* What the exercise asks
Go through the entries below from the first line and transcribe each one exactly, ending with the line that contains "const JPEG_DATA_URI_PREFIX: &str".

* The records
//! JPEG-backed images exchanged with models as base64 data URIs.

use std::fmt;
use std::path::Path;
use std::sync::Arc;

use base64::Engine as _;
use base64::engine::general_purpose::STANDARD;
use image::codecs::jpeg::JpegEncoder;
use image::{DynamicImage, ImageFormat};
use thiserror::Error;

/// Quality used whenever an image is encoded for the wire.
pub const JPEG_QUALITY: u8 = 100;
const JPEG_DATA_URI_PREFIX: &str = "data:image/jpeg;base64,";

/// An image held as encoded JPEG bytes together with its dimensions.
///
/// Cloning is cheap; the encoded bytes are shared.
#[derive(Clone, PartialEq, Eq)]
pub struct EncodedImage {
    jpeg: Arc<[u8]>,
    width: u32,
    height: u32,
}

impl EncodedImage {
    /// Wrap already-encoded image bytes.
    ///
    /// JPEG input is kept as-is after a validating decode. Any other format the
    /// decoder understands is re-encoded as JPEG.
    pub fn from_encoded_bytes(bytes: impl Into<Vec<u8>>) -> Result<Self, ImageError> {
        let bytes = bytes.into();
        let format = image::guess_format(&bytes)?;
        let decoded = image::load_from_memory_with_format(&bytes, format)?;
        if format != ImageFormat::Jpeg {
            return Self::from_dynamic(&decoded);
        }
        Ok(Self {
            width: decoded.width(),
            height: decoded.height(),
            jpeg: bytes.into(),
        })
    }

    /// Encode an in-memory image as JPEG at [`JPEG_QUALITY`].
    pub fn from_dynamic(image: &DynamicImage) -> Result<Self, ImageError> {
        // JPEG has no alpha channel.
        let rgb = DynamicImage::ImageRgb8(image.to_rgb8());
        let mut jpeg = Vec::new();
        rgb.write_with_encoder(JpegEncoder::new_with_quality(&mut jpeg, JPEG_QUALITY))?;
        Ok(Self {
            width: rgb.width(),
            height: rgb.height(),
            jpeg: jpeg.into(),
        })
    }

    /// Load an image file from disk and encode it as JPEG.
    pub fn open(path: impl AsRef<Path>) -> Result<Self, ImageError> {
        let image = image::open(path)?;
        Self::from_dynamic(&image)
    }

    /// Decode a bare base64 payload.
    pub fn from_base64(payload: &str) -> Result<Self, ImageError> {
        let bytes = STANDARD.decode(payload.trim())?;
        Self::from_encoded_bytes(bytes)
    }

    /// Decode the payload after the last comma of a `data:` URI.
    ///
    /// Returns `Ok(None)` when the text has no comma or the payload is empty.
    ///
    /// ```rust
    /// use runway_types::EncodedImage;
    ///
    /// assert!(EncodedImage::from_data_uri("no comma here").unwrap().is_none());
    /// assert!(EncodedImage::from_data_uri("data:image/jpeg;base64,").unwrap().is_none());
    /// ```
    pub fn from_data_uri(text: &str) -> Result<Option<Self>, ImageError> {
        let Some((_, payload)) = text.rsplit_once(',') else {
            return Ok(None);
        };
        if payload.trim().is_empty() {
            return Ok(None);
        }
        Self::from_base64(payload).map(Some)
    }

    pub fn to_base64(&self) -> String {
        STANDARD.encode(&self.jpeg)
    }

    /// `data:image/jpeg;base64,<payload>`
    pub fn data_uri(&self) -> String {
        format!("{JPEG_DATA_URI_PREFIX}{}", self.to_base64())
    }

    pub fn as_bytes(&self) -> &[u8] {
        &self.jpeg
    }

    pub fn width(&self) -> u32 {
        self.width
    }

    pub fn height(&self) -> u32 {
        self.height
    }
}

impl fmt::Debug for EncodedImage {
    fn fmt(&self, f: &mut fmt::Formatter<'_>) -> fmt::Result {
        f.debug_struct("EncodedImage")
            .field("width", &self.width)
            .field("height", &self.height)
            .field("jpeg_len", &self.jpeg.len())
            .finish()
    }
}

/// Errors raised while encoding or decoding images.
#[derive(Debug, Error)]
pub enum ImageError {
    #[error("invalid base64 image payload: {0}")]
    Base64(#[from] base64::DecodeError),

    #[error("image codec error: {0}")]
    Codec(#[from] image::ImageError),
}

#[cfg(test)]
mod tests {
    use super::*;
    use image::{Rgb, RgbImage};

    fn sample_image() -> EncodedImage {
        let pixels = RgbImage::from_fn(8, 6, |x, y| Rgb([(x * 30) as u8, (y * 40) as u8, 128]));
        EncodedImage::from_dynamic(&DynamicImage::ImageRgb8(pixels)).expect("encode sample")
    }

    #[test]
    fn from_dynamic_records_dimensions() {
        let image = sample_image();
        assert_eq!((image.width(), image.height()), (8, 6));
        assert!(!image.as_bytes().is_empty());
    }

    #[test]
    fn data_uri_decodes_back_to_the_same_image() {
        let image = sample_image();
        let uri = image.data_uri();
        assert!(uri.starts_with("data:image/jpeg;base64,"));

        let decoded = EncodedImage::from_data_uri(&uri)
            .expect("valid payload")
            .expect("payload present");
        assert_eq!(decoded, image);
    }

    #[test]
    fn bare_base64_after_a_plain_comma_is_accepted() {
        let image = sample_image();
        let decoded = EncodedImage::from_data_uri(&format!(",{}", image.to_base64()))
            .expect("valid payload")
            .expect("payload present");
        assert_eq!(decoded.width(), 8);
    }

    #[test]
    fn invalid_base64_is_an_error() {
        let error = EncodedImage::from_data_uri("data:image/jpeg;base64,@@@").expect_err("not base64");
        assert!(matches!(error, ImageError::Base64(_)));
    }

    #[test]
    fn non_image_bytes_are_an_error() {
        let payload = STANDARD.encode(b"definitely not an image");
        assert!(EncodedImage::from_base64(&payload).is_err());
    }
}
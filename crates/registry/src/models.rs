use std::fmt;

use tracing::warn;

/// Whether a model is reached through the hosted service or a local server.
#[derive(Debug, Clone, Copy, PartialEq, Eq, Hash)]
pub enum ModelKind {
    /// Remote model that requires a bearer token and has a dashboard page.
    Hosted,
    /// Model served locally without authentication.
    Local,
}

impl ModelKind {
    pub fn label(&self) -> &'static str {
        match self {
            Self::Hosted => "hosted",
            Self::Local => "local",
        }
    }

    fn required_fields(&self) -> usize {
        match self {
            Self::Hosted => 3,
            Self::Local => 2,
        }
    }
}

impl fmt::Display for ModelKind {
    fn fmt(&self, f: &mut fmt::Formatter<'_>) -> fmt::Result {
        f.write_str(self.label())
    }
}

/// One configured model: `(identifier, baseUrl, credential?)`.
#[derive(Clone, PartialEq, Eq)]
pub struct ModelEntry {
    /// Full identifier, possibly namespaced (`owner/model`).
    pub identifier: String,
    pub base_url: String,
    /// Bearer token for hosted models; absent for local ones.
    pub credential: Option<String>,
}

impl ModelEntry {
    pub fn hosted(identifier: impl Into<String>, base_url: impl Into<String>, credential: impl Into<String>) -> Self {
        Self {
            identifier: identifier.into(),
            base_url: base_url.into(),
            credential: Some(credential.into()),
        }
    }

    pub fn local(identifier: impl Into<String>, base_url: impl Into<String>) -> Self {
        Self {
            identifier: identifier.into(),
            base_url: base_url.into(),
            credential: None,
        }
    }

    /// A blank credential counts as no credential.
    pub fn kind(&self) -> ModelKind {
        match self.credential.as_deref().map(str::trim) {
            Some(token) if !token.is_empty() => ModelKind::Hosted,
            _ => ModelKind::Local,
        }
    }

    pub fn is_local(&self) -> bool {
        self.kind() == ModelKind::Local
    }

    /// Identifier after the last `/`.
    pub fn short_name(&self) -> &str {
        self.identifier.rsplit('/').next().unwrap_or(&self.identifier)
    }
}

impl fmt::Debug for ModelEntry {
    fn fmt(&self, f: &mut fmt::Formatter<'_>) -> fmt::Result {
        f.debug_struct("ModelEntry")
            .field("identifier", &self.identifier)
            .field("base_url", &self.base_url)
            .field("credential", &self.credential.as_ref().map(|_| "<redacted>"))
            .finish()
    }
}

/// Parse a model list file.
///
/// Each line is trimmed and empty lines are skipped. Fields are separated by
/// commas, trimmed, and empty fields are dropped. Hosted lines need
/// `identifier, baseUrl, token`; local lines need `identifier, baseUrl` and
/// ignore anything after. Lines with too few fields are skipped with a
/// warning.
///
/// ```rust
/// use runway_registry::{ModelKind, parse_model_lines};
///
/// let entries = parse_model_lines("owner/gpt-2, https://gpt-2.hosted-models.runwayml.cloud/v1/, s3cret\n", ModelKind::Hosted);
/// assert_eq!(entries.len(), 1);
/// assert_eq!(entries[0].short_name(), "gpt-2");
/// ```
pub fn parse_model_lines(text: &str, kind: ModelKind) -> Vec<ModelEntry> {
    let mut entries = Vec::new();
    for (index, line) in text.lines().enumerate() {
        let line = line.trim();
        if line.is_empty() {
            continue;
        }

        let fields: Vec<&str> = line.split(',').map(str::trim).filter(|field| !field.is_empty()).collect();
        if fields.len() < kind.required_fields() {
            warn!(
                line = index + 1,
                kind = %kind,
                found = fields.len(),
                expected = kind.required_fields(),
                "skipping malformed model line"
            );
            continue;
        }

        let entry = match kind {
            ModelKind::Hosted => ModelEntry::hosted(fields[0], fields[1], fields[2]),
            ModelKind::Local => ModelEntry::local(fields[0], fields[1]),
        };
        entries.push(entry);
    }
    entries
}

#[cfg(test)]
mod tests {
    use super::*;

    #[test]
    fn parses_hosted_lines_with_tokens() {
        let text = "  owner/style-transfer , https://style.hosted-models.runwayml.cloud/v1/ ,  tok  \r\n\r\n";
        let entries = parse_model_lines(text, ModelKind::Hosted);

        assert_eq!(
            entries,
            vec![ModelEntry::hosted(
                "owner/style-transfer",
                "https://style.hosted-models.runwayml.cloud/v1/",
                "tok"
            )]
        );
        assert_eq!(entries[0].kind(), ModelKind::Hosted);
        assert_eq!(entries[0].short_name(), "style-transfer");
    }

    #[test]
    fn parses_local_lines_and_ignores_extra_fields() {
        let text = "face-landmarks, http://localhost:8000\nposenet, http://localhost:8001, ignored\n";
        let entries = parse_model_lines(text, ModelKind::Local);

        assert_eq!(entries.len(), 2);
        assert!(entries.iter().all(ModelEntry::is_local));
        assert_eq!(entries[1].base_url, "http://localhost:8001");
        assert_eq!(entries[0].short_name(), "face-landmarks");
    }

    #[test]
    fn skips_lines_with_missing_fields() {
        let text = "only-a-name\nowner/model, https://model.example.com/, \nowner/ok, https://ok.example.com/, t\n";
        let entries = parse_model_lines(text, ModelKind::Hosted);

        assert_eq!(entries.len(), 1);
        assert_eq!(entries[0].identifier, "owner/ok");
    }

    #[test]
    fn blank_credential_means_local() {
        let entry = ModelEntry::hosted("m", "http://localhost:1", "  ");
        assert_eq!(entry.kind(), ModelKind::Local);
    }

    #[test]
    fn debug_output_hides_credentials() {
        let entry = ModelEntry::hosted("m", "https://m.example.com/", "super-secret");
        let debug = format!("{entry:?}");
        assert!(!debug.contains("super-secret"));
        assert!(debug.contains("<redacted>"));
    }
}
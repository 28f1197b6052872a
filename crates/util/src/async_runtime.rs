//! Async runtime helpers for blocking callers.
//!
//! Model nodes are evaluated synchronously on the host's thread, while the
//! HTTP stack is async. This module provides a single entry point for driving
//! those futures to completion from synchronous code.

use std::future::Future;
use std::panic;
use std::thread;

use tokio::runtime::{Builder, Handle, RuntimeFlavor};
use tokio::task;

/// Execute an async future from synchronous code, blocking the caller.
///
/// # Arguments
/// - `future`: The future to run to completion.
///
/// # Returns
/// Returns the future's output, or an error converted from the I/O failure
/// raised when a Tokio runtime cannot be created.
///
/// # Notes
/// - Reuses the current runtime when it is multi-threaded.
/// - Inside a current-thread runtime the future runs on a scoped helper
///   thread, since that runtime cannot be blocked in place.
/// - Falls back to a single-threaded runtime for call sites outside Tokio.
pub fn block_on_future<F, T, E>(future: F) -> Result<T, E>
where
    F: Future<Output = Result<T, E>> + Send,
    T: Send,
    E: From<std::io::Error> + Send,
{
    match Handle::try_current() {
        Ok(handle) if handle.runtime_flavor() == RuntimeFlavor::MultiThread => {
            task::block_in_place(|| handle.block_on(future))
        }
        Ok(_) => thread::scope(|scope| {
            scope
                .spawn(|| run_on_fresh_runtime(future))
                .join()
                .unwrap_or_else(|payload| panic::resume_unwind(payload))
        }),
        Err(_) => run_on_fresh_runtime(future),
    }
}

fn run_on_fresh_runtime<F, T, E>(future: F) -> Result<T, E>
where
    F: Future<Output = Result<T, E>>,
    E: From<std::io::Error>,
{
    Builder::new_current_thread().enable_all().build()?.block_on(future)
}

#[cfg(test)]
mod tests {
    use super::*;

    async fn answer() -> Result<u32, std::io::Error> {
        tokio::task::yield_now().await;
        Ok(42)
    }

    #[test]
    fn runs_outside_any_runtime() {
        assert_eq!(block_on_future(answer()).expect("future completes"), 42);
    }

    #[tokio::test(flavor = "current_thread")]
    async fn runs_inside_a_current_thread_runtime() {
        assert_eq!(block_on_future(answer()).expect("future completes"), 42);
    }

    #[tokio::test(flavor = "multi_thread", worker_threads = 2)]
    async fn runs_inside_a_multi_thread_runtime() {
        assert_eq!(block_on_future(answer()).expect("future completes"), 42);
    }
}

* Exercise output
//! JPEG-backed images exchanged with models as base64 data URIs.

use std::fmt;
use std::path::Path;
use std::sync::Arc;

use base64::Engine as _;
use base64::engine::general_purpose::STANDARD;
use image::codecs::jpeg::JpegEncoder;
use image::{DynamicImage, ImageFormat};
use thiserror::Error;

/// Quality used whenever an image is encoded for the wire.
pub const JPEG_QUALITY: u8 = 100;
const JPEG_DATA_URI_PREFIX: &str = "data:image/jpeg;base64,";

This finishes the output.